** Opening Provided data block **

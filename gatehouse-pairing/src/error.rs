use gatehouse_core::ConfigError;
use thiserror::Error;

#[derive(Debug, Error)]
pub enum PairingError {
    #[error("config error: {0}")]
    Config(#[from] ConfigError),

    #[error("discovery failed: {0}")]
    Discovery(String),

    #[error("no discovered gateway with id '{0}'")]
    UnknownPeer(String),

    #[error("a pairing request is already in progress")]
    PairingInProgress,

    #[error("pairing handshake failed: {0}")]
    Handshake(String),

    #[error("pairing failed: gateway returned an empty token")]
    EmptyToken,

    /// The bridge protocol is plaintext; tokens only travel over loopback.
    #[error(
        "refusing plaintext bridge connection to non-loopback {endpoint}; \
         tunnel the gateway to 127.0.0.1 (ssh -N -L <port>:127.0.0.1:<port> <host>)"
    )]
    InsecureTransport { endpoint: String },

    #[error("connection to {endpoint} failed: {message}")]
    Connect { endpoint: String, message: String },

    /// The gateway refused the presented token.
    #[error("gateway rejected the token")]
    Unauthorized,

    /// A cached token was refused; it has been cleared and must be re-paired.
    #[error("cached pairing token was rejected; pair again to continue")]
    TokenRejected,

    #[error("bridge protocol error: {0}")]
    Protocol(String),

    #[error("JSON error: {0}")]
    Json(#[from] serde_json::Error),
}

** Closing Provided data block **

**Work item**
What is the number of lines above that contain the word "cached"? Answer with that number only.

**Result for this task**
2